Only 7,928 have a ticker symbol at all. Those break down across exchanges like this:
| Filter | Count |
|---|---|
| All SEC company entities | 563,611 |
| With any ticker | 7,928 |
| Nasdaq | 3,372 |
| NYSE | 2,601 |
| OTC | 1,738 |
| CBOE | 16 |
| No exchange listed | 201 |
The OTC companies are a mix of penny stocks, foreign ADRs, and companies that were delisted from a major exchange. Depending on what you're building, you might want them or you might not.
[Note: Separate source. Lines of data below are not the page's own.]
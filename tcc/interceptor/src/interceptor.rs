//! The compensable transaction interceptor.

use std::sync::Arc;

use tcc_common::{TransactionContext, TransactionStatus, TryError};
use tcc_transaction::{
    TransactionManager, TransactionRef, TransactionRegistry, TransactionResult,
};

use crate::compensable::Compensable;
use crate::config::InterceptorConfig;
use crate::delay_cancel::is_delay_cancel_error;
use crate::error::{Error, InterceptResult};
use crate::frame::TransactionFrame;
use crate::method::{MethodContext, MethodRole, is_legal_transaction_context};

/// Sequences [`TransactionManager`] operations around compensable method calls.
///
/// The interceptor holds no per call state; a single instance may serve any number of call
/// chains concurrently, each with its own [`TransactionRegistry`].
pub struct CompensableInterceptor<M: ?Sized> {
    manager: Arc<M>,
    config: InterceptorConfig,
}

impl<M: TransactionManager + ?Sized> CompensableInterceptor<M> {
    pub fn new(manager: Arc<M>, config: InterceptorConfig) -> Self {
        Self { manager, config }
    }

    #[inline]
    pub fn manager(&self) -> &Arc<M> {
        &self.manager
    }

    /// Runs `method` in the transaction role resolved for it.
    ///
    /// Business errors are returned unchanged as [`Error::Business`], after the rollback
    /// decision has been taken for a root call.
    pub fn intercept<C>(
        &self,
        registry: &mut TransactionRegistry,
        method: &mut C,
    ) -> InterceptResult<C::Output>
    where
        C: MethodContext + ?Sized,
    {
        let Some(compensable) = method.compensable().cloned() else {
            return Ok(method.proceed(registry)?);
        };
        let context = method.transaction_context().copied();
        let is_active = self.manager.is_transaction_active(registry);

        if !is_legal_transaction_context(compensable.propagation, is_active, context.as_ref()) {
            return Err(Error::MandatoryPropagation {
                method: method.method_name().to_owned(),
            });
        }

        match (
            MethodRole::resolve(compensable.propagation, is_active, context.as_ref()),
            context,
        ) {
            (MethodRole::Root, _) => self.root_method_proceed(registry, method, &compensable),
            (MethodRole::Provider, Some(context)) => {
                self.provider_method_proceed(registry, method, &compensable, &context)
            }
            (MethodRole::Provider, None) | (MethodRole::Normal, _) => {
                Ok(method.proceed(registry)?)
            }
        }
    }

    fn root_method_proceed<C>(
        &self,
        registry: &mut TransactionRegistry,
        method: &mut C,
        compensable: &Compensable,
    ) -> InterceptResult<C::Output>
    where
        C: MethodContext + ?Sized,
    {
        let mut frame = TransactionFrame::new(self.manager.as_ref(), registry);
        let transaction = self
            .manager
            .begin(frame.registry(), method.unique_identity())?;
        frame.bind(transaction.clone());

        let output = match method.proceed(frame.registry()) {
            Ok(output) => output,
            Err(error) => {
                if self.is_delay_cancel(&error, compensable) {
                    tracing::debug!(
                        xid = %transaction.lock().xid(),
                        %error,
                        "rollback delayed for compensable transaction"
                    );
                } else {
                    tracing::warn!(
                        transaction = %render(&transaction),
                        %error,
                        "compensable transaction trying failed"
                    );
                    if let Err(e) = self
                        .manager
                        .rollback(frame.registry(), compensable.async_cancel)
                    {
                        tracing::error!(
                            xid = %transaction.lock().xid(),
                            error = %e,
                            "rollback after trying failure failed"
                        );
                    }
                }
                return Err(error.into());
            }
        };

        self.manager
            .commit(frame.registry(), compensable.async_confirm)?;
        Ok(output)
    }

    fn provider_method_proceed<C>(
        &self,
        registry: &mut TransactionRegistry,
        method: &mut C,
        compensable: &Compensable,
        context: &TransactionContext,
    ) -> InterceptResult<C::Output>
    where
        C: MethodContext + ?Sized,
    {
        let mut frame = TransactionFrame::new(self.manager.as_ref(), registry);
        let status = context.status();
        let in_background = match status {
            TransactionStatus::Trying => {
                let transaction = self
                    .manager
                    .propagation_new_begin(frame.registry(), context)?;
                frame.bind(transaction);
                return Ok(method.proceed(frame.registry())?);
            }
            TransactionStatus::Confirming => compensable.async_confirm,
            TransactionStatus::Cancelling => compensable.async_cancel,
        };

        match self.finish_branch(&mut frame, context, in_background) {
            Err(e) if e.is_not_found() => {
                tracing::debug!(
                    xid = %context.xid(),
                    %status,
                    "branch already finished, duplicate delivery ignored"
                );
            }
            result => result?,
        }
        Ok(C::Output::default())
    }

    /// Loads the branch addressed by `context` and applies the phase it carries.
    fn finish_branch(
        &self,
        frame: &mut TransactionFrame<'_, M>,
        context: &TransactionContext,
        in_background: bool,
    ) -> TransactionResult<()> {
        let transaction = self
            .manager
            .propagation_exist_begin(frame.registry(), context)?;
        frame.bind(transaction);
        match context.status() {
            TransactionStatus::Confirming => self.manager.commit(frame.registry(), in_background),
            TransactionStatus::Cancelling => {
                self.manager.rollback(frame.registry(), in_background)
            }
            TransactionStatus::Trying => Ok(()),
        }
    }

    fn is_delay_cancel(&self, error: &TryError, compensable: &Compensable) -> bool {
        is_delay_cancel_error(
            error,
            self.config
                .delay_cancel_exceptions
                .iter()
                .chain(&compensable.delay_cancel_exceptions)
                .copied(),
        )
    }
}

impl<M: ?Sized> std::fmt::Debug for CompensableInterceptor<M> {
    fn fmt(&self, f: &mut std::fmt::Formatter<'_>) -> std::fmt::Result {
        f.debug_struct("CompensableInterceptor")
            .field("config", &self.config)
            .finish_non_exhaustive()
    }
}

fn render(transaction: &TransactionRef) -> String {
    serde_json::to_string(&*transaction.lock())
        .unwrap_or_else(|e| format!("<unrenderable transaction: {e}>"))
}
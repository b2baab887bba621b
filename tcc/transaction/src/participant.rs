//! Participants of a transaction and the terminator that finalizes them.

use std::error::Error;
use std::sync::Arc;

use serde::{Deserialize, Serialize};
use serde_json::Value;
use tcc_common::{TransactionContext, TransactionStatus, TransactionXid};

pub type TerminatorError = Box<dyn Error + Send + Sync + 'static>;

pub type TerminatorRef = Arc<dyn Terminator>;

/// A recorded call to be replayed when a participant is confirmed or cancelled.
#[derive(Debug, Clone, PartialEq, Serialize, Deserialize)]
pub struct Invocation {
    target: String,
    method: String,
    args: Value,
}

impl Invocation {
    pub fn new(target: impl Into<String>, method: impl Into<String>, args: Value) -> Self {
        Self {
            target: target.into(),
            method: method.into(),
            args,
        }
    }

    #[inline]
    pub fn target(&self) -> &str {
        &self.target
    }

    #[inline]
    pub fn method(&self) -> &str {
        &self.method
    }

    #[inline]
    pub fn args(&self) -> &Value {
        &self.args
    }
}

/// A unit of work enlisted in a transaction, identified by its own branch xid.
#[derive(Debug, Clone, PartialEq, Serialize, Deserialize)]
pub struct Participant {
    xid: TransactionXid,
    confirm: Invocation,
    cancel: Invocation,
}

impl Participant {
    pub fn new(xid: TransactionXid, confirm: Invocation, cancel: Invocation) -> Self {
        Self {
            xid,
            confirm,
            cancel,
        }
    }

    #[inline]
    pub fn xid(&self) -> TransactionXid {
        self.xid
    }

    pub fn confirm(&self, terminator: &dyn Terminator) -> Result<(), TerminatorError> {
        let context = TransactionContext::new(self.xid, TransactionStatus::Confirming);
        terminator.invoke(&context, &self.confirm)
    }

    pub fn cancel(&self, terminator: &dyn Terminator) -> Result<(), TerminatorError> {
        let context = TransactionContext::new(self.xid, TransactionStatus::Cancelling);
        terminator.invoke(&context, &self.cancel)
    }
}

/// Executes the confirm or cancel invocation of a participant.
///
/// The context handed to the terminator carries the participant's xid and the phase being
/// applied, so a terminator that forwards the invocation to a remote service can propagate it
/// unchanged.
pub trait Terminator: Send + Sync {
    fn invoke(
        &self,
        context: &TransactionContext,
        invocation: &Invocation,
    ) -> Result<(), TerminatorError>;
}

impl<F> Terminator for F
where
    F: Fn(&TransactionContext, &Invocation) -> Result<(), TerminatorError> + Send + Sync,
{
    fn invoke(
        &self,
        context: &TransactionContext,
        invocation: &Invocation,
    ) -> Result<(), TerminatorError> {
        self(context, invocation)
    }
}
For most screening and research work, NYSE + Nasdaq (5,973 companies) is the practical universe.
from edgar.reference import get_companies_by_exchanges
# Major exchanges only
listed = get_companies_by_exchanges(['NYSE', 'Nasdaq'])
print(len(listed)) # ~5,973
# Include OTC
all_traded = get_companies_by_exchanges(['NYSE', 'Nasdaq', 'OTC'])
print(len(all_traded)) # ~7,711Classifying SEC Entities: 12 Business Categories
Even within those ~8,000 companies with tickers, you can't treat them all the same. The SEC assigns every entity a type (operating, investment, or other), but it's not much help for classification. A quarter of listed companies end up as "other," including real pharma and software companies. And a quarter of what the SEC calls "operating" is actually asset-backed securities vehicles. The labels were never designed for analytical use.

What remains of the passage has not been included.